• [RECORDS PROVIDED]:
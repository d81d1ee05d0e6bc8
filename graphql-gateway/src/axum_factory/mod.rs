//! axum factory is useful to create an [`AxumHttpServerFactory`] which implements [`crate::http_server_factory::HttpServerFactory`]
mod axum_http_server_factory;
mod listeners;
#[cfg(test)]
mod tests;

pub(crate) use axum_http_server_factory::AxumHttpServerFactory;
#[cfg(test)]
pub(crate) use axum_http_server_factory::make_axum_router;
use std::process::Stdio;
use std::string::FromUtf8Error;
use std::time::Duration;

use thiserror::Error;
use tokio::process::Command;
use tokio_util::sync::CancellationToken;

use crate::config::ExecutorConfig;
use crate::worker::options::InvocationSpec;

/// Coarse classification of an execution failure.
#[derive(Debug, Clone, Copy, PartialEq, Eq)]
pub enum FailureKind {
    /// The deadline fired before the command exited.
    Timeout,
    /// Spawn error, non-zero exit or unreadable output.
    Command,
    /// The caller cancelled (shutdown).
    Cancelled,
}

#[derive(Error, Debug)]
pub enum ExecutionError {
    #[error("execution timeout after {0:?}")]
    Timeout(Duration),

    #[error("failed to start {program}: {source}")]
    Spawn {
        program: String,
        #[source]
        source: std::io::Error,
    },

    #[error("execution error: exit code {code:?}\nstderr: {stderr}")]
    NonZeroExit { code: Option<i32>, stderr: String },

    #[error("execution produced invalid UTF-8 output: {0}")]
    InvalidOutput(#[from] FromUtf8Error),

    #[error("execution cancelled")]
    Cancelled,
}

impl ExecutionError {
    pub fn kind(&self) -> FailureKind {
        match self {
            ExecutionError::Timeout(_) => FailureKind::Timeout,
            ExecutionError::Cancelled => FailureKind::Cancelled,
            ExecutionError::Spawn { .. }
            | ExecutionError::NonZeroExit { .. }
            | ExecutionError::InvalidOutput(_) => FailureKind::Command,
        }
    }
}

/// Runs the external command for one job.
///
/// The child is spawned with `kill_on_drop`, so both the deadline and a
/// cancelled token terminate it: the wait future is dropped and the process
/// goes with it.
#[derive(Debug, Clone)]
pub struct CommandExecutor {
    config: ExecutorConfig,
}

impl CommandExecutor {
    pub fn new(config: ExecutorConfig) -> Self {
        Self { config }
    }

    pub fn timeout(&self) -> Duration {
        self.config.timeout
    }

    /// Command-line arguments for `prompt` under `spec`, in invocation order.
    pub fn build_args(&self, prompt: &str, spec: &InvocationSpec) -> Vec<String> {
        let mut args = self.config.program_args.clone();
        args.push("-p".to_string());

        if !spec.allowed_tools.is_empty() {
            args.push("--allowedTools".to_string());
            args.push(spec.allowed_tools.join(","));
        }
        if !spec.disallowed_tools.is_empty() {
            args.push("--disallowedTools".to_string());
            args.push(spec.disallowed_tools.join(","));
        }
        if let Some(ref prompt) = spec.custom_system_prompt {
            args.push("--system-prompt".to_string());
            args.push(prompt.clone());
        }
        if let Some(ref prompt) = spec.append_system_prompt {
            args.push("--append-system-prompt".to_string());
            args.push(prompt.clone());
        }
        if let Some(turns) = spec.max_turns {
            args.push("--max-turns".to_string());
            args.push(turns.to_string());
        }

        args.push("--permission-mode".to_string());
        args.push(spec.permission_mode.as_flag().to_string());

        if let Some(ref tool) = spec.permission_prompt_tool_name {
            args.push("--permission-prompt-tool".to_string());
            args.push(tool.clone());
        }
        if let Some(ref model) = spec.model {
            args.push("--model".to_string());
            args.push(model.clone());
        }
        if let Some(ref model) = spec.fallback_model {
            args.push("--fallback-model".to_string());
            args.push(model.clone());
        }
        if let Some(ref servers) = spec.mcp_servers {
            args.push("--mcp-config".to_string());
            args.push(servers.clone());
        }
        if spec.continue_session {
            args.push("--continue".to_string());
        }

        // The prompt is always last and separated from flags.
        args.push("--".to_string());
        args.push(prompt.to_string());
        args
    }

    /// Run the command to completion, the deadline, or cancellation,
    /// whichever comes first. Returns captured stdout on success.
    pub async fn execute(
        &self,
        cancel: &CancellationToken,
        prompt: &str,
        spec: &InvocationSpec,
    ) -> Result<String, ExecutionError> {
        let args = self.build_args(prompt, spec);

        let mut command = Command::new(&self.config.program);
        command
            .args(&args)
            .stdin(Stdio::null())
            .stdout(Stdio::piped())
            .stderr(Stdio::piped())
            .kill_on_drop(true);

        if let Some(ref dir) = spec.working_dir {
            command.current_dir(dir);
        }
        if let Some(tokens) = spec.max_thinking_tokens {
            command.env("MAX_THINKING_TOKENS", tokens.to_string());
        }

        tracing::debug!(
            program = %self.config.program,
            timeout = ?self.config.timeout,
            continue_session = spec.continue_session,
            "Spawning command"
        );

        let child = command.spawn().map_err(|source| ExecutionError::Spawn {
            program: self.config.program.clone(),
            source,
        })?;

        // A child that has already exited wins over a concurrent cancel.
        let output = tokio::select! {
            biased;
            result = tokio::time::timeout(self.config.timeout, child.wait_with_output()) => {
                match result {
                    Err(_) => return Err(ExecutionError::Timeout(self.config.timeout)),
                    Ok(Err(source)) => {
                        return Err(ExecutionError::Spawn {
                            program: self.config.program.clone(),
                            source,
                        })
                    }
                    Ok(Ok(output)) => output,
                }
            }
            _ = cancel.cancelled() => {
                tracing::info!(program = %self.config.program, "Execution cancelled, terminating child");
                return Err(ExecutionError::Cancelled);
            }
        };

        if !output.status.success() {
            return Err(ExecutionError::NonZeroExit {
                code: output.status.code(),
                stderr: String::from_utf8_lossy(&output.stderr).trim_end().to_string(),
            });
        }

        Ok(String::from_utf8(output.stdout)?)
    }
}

• [WORK TO COMPLETE]: Retype the material. Keep it exact.

• [SOLVED EXERCISE]:
repository d81d1ee05d0e6bc8
filename graphql-gateway/src/axum_factory/mod.rs
//! axum factory is useful to create an [`AxumHttpServerFactory`] which implements [`crate::http_server_factory::HttpServerFactory`]
mod axum_http_server_factory;
mod listeners;
#[cfg(test)]
mod tests;

pub(crate) use axum_http_server_factory::AxumHttpServerFactory;
#[cfg(test)]
pub(crate) use axum_http_server_factory::make_axum_router;
use std::process::Stdio;
use std::string::FromUtf8Error;
use std::time::Duration;

use thiserror::Error;
use tokio::process::Command;
use tokio_util::sync::CancellationToken;

use crate::config::ExecutorConfig;
use crate::worker::options::InvocationSpec;

/// Coarse classification of an execution failure.
#[derive(Debug, Clone, Copy, PartialEq, Eq)]
pub enum FailureKind {
    /// The deadline fired before the command exited.
    Timeout,
    /// Spawn error, non-zero exit or unreadable output.
    Command,
    /// The caller cancelled (shutdown).
    Cancelled,
}

#[derive(Error, Debug)]
pub enum ExecutionError {
    #[error("execution timeout after {0:?}")]
    Timeout(Duration),

    #[error("failed to start {program}: {source}")]
    Spawn {
        program: String,
        #[source]
        source: std::io::Error,
    },

    #[error("execution error: exit code {code:?}\nstderr: {stderr}")]
    NonZeroExit { code: Option<i32>, stderr: String },

    #[error("execution produced invalid UTF-8 output: {0}")]
    InvalidOutput(#[from] FromUtf8Error),

    #[error("execution cancelled")]
    Cancelled,
}

impl ExecutionError {
    pub fn kind(&self) -> FailureKind {
        match self {
            ExecutionError::Timeout(_) => FailureKind::Timeout,
            ExecutionError::Cancelled => FailureKind::Cancelled,
            ExecutionError::Spawn { .. }
            | ExecutionError::NonZeroExit { .. }
            | ExecutionError::InvalidOutput(_) => FailureKind::Command,
        }
    }
}

/// Runs the external command for one job.
///
/// The child is spawned with `kill_on_drop`, so both the deadline and a
/// cancelled token terminate it: the wait future is dropped and the process
/// goes with it.
#[derive(Debug, Clone)]
pub struct CommandExecutor {
    config: ExecutorConfig,
}

impl CommandExecutor {
    pub fn new(config: ExecutorConfig) -> Self {
        Self { config }
    }

    pub fn timeout(&self) -> Duration {
        self.config.timeout
    }

    /// Command-line arguments for `prompt` under `spec`, in invocation order.
    pub fn build_args(&self, prompt: &str, spec: &InvocationSpec) -> Vec<String> {
        let mut args = self.config.program_args.clone();
        args.push("-p".to_string());

        if !spec.allowed_tools.is_empty() {
            args.push("--allowedTools".to_string());
            args.push(spec.allowed_tools.join(","));
        }
        if !spec.disallowed_tools.is_empty() {
            args.push("--disallowedTools".to_string());
            args.push(spec.disallowed_tools.join(","));
        }
        if let Some(ref prompt) = spec.custom_system_prompt {
            args.push("--system-prompt".to_string());
            args.push(prompt.clone());
        }
        if let Some(ref prompt) = spec.append_system_prompt {
            args.push("--append-system-prompt".to_string());
            args.push(prompt.clone());
        }
        if let Some(turns) = spec.max_turns {
            args.push("--max-turns".to_string());
            args.push(turns.to_string());
        }

        args.push("--permission-mode".to_string());
        args.push(spec.permission_mode.as_flag().to_string());

        if let Some(ref tool) = spec.permission_prompt_tool_name {
            args.push("--permission-prompt-tool".to_string());
            args.push(tool.clone());
        }
        if let Some(ref model) = spec.model {
            args.push("--model".to_string());
            args.push(model.clone());
        }
        if let Some(ref model) = spec.fallback_model {
            args.push("--fallback-model".to_string());
            args.push(model.clone());
        }
        if let Some(ref servers) = spec.mcp_servers {
            args.push("--mcp-config".to_string());
            args.push(servers.clone());
        }
        if spec.continue_session {
            args.push("--continue".to_string());
        }

        // The prompt is always last and separated from flags.
        args.push("--".to_string());
        args.push(prompt.to_string());
        args
    }

    /// Run the command to completion, the deadline, or cancellation,
    /// whichever comes first. Returns captured stdout on success.
    pub async fn execute(
        &self,
        cancel: &CancellationToken,
        prompt: &str,
        spec: &InvocationSpec,
    ) -> Result<String, ExecutionError> {
        let args = self.build_args(prompt, spec);

        let mut command = Command::new(&self.config.program);
        command
            .args(&args)
            .stdin(Stdio::null())
            .stdout(Stdio::piped())
            .stderr(Stdio::piped())
            .kill_on_drop(true);

        if let Some(ref dir) = spec.working_dir {
            command.current_dir(dir);
        }
        if let Some(tokens) = spec.max_thinking_tokens {
            command.env("MAX_THINKING_TOKENS", tokens.to_string());
        }

        tracing::debug!(
            program = %self.config.program,
            timeout = ?self.config.timeout,
            continue_session = spec.continue_session,
            "Spawning command"
        );

        let child = command.spawn().map_err(|source| ExecutionError::Spawn {
            program: self.config.program.clone(),
            source,
        })?;

        // A child that has already exited wins over a concurrent cancel.
        let output = tokio::select! {
            biased;
            result = tokio::time::timeout(self.config.timeout, child.wait_with_output()) => {
                match result {
                    Err(_) => return Err(ExecutionError::Timeout(self.config.timeout)),
                    Ok(Err(source)) => {
                        return Err(ExecutionError::Spawn {
                            program: self.config.program.clone(),
                            source,
                        })
                    }
                    Ok(Ok(output)) => output,
                }
            }
            _ = cancel.cancelled() => {
                tracing::info!(program = %self.config.program, "Execution cancelled, terminating child");
                return Err(ExecutionError::Cancelled);
            }
        };

        if !output.status.success() {
            return Err(ExecutionError::NonZeroExit {
                code: output.status.code(),
                stderr: String::from_utf8_lossy(&output.stderr).trim_end().to_string(),
            });
        }

        Ok(String::from_utf8(output.stdout)?)
    }
}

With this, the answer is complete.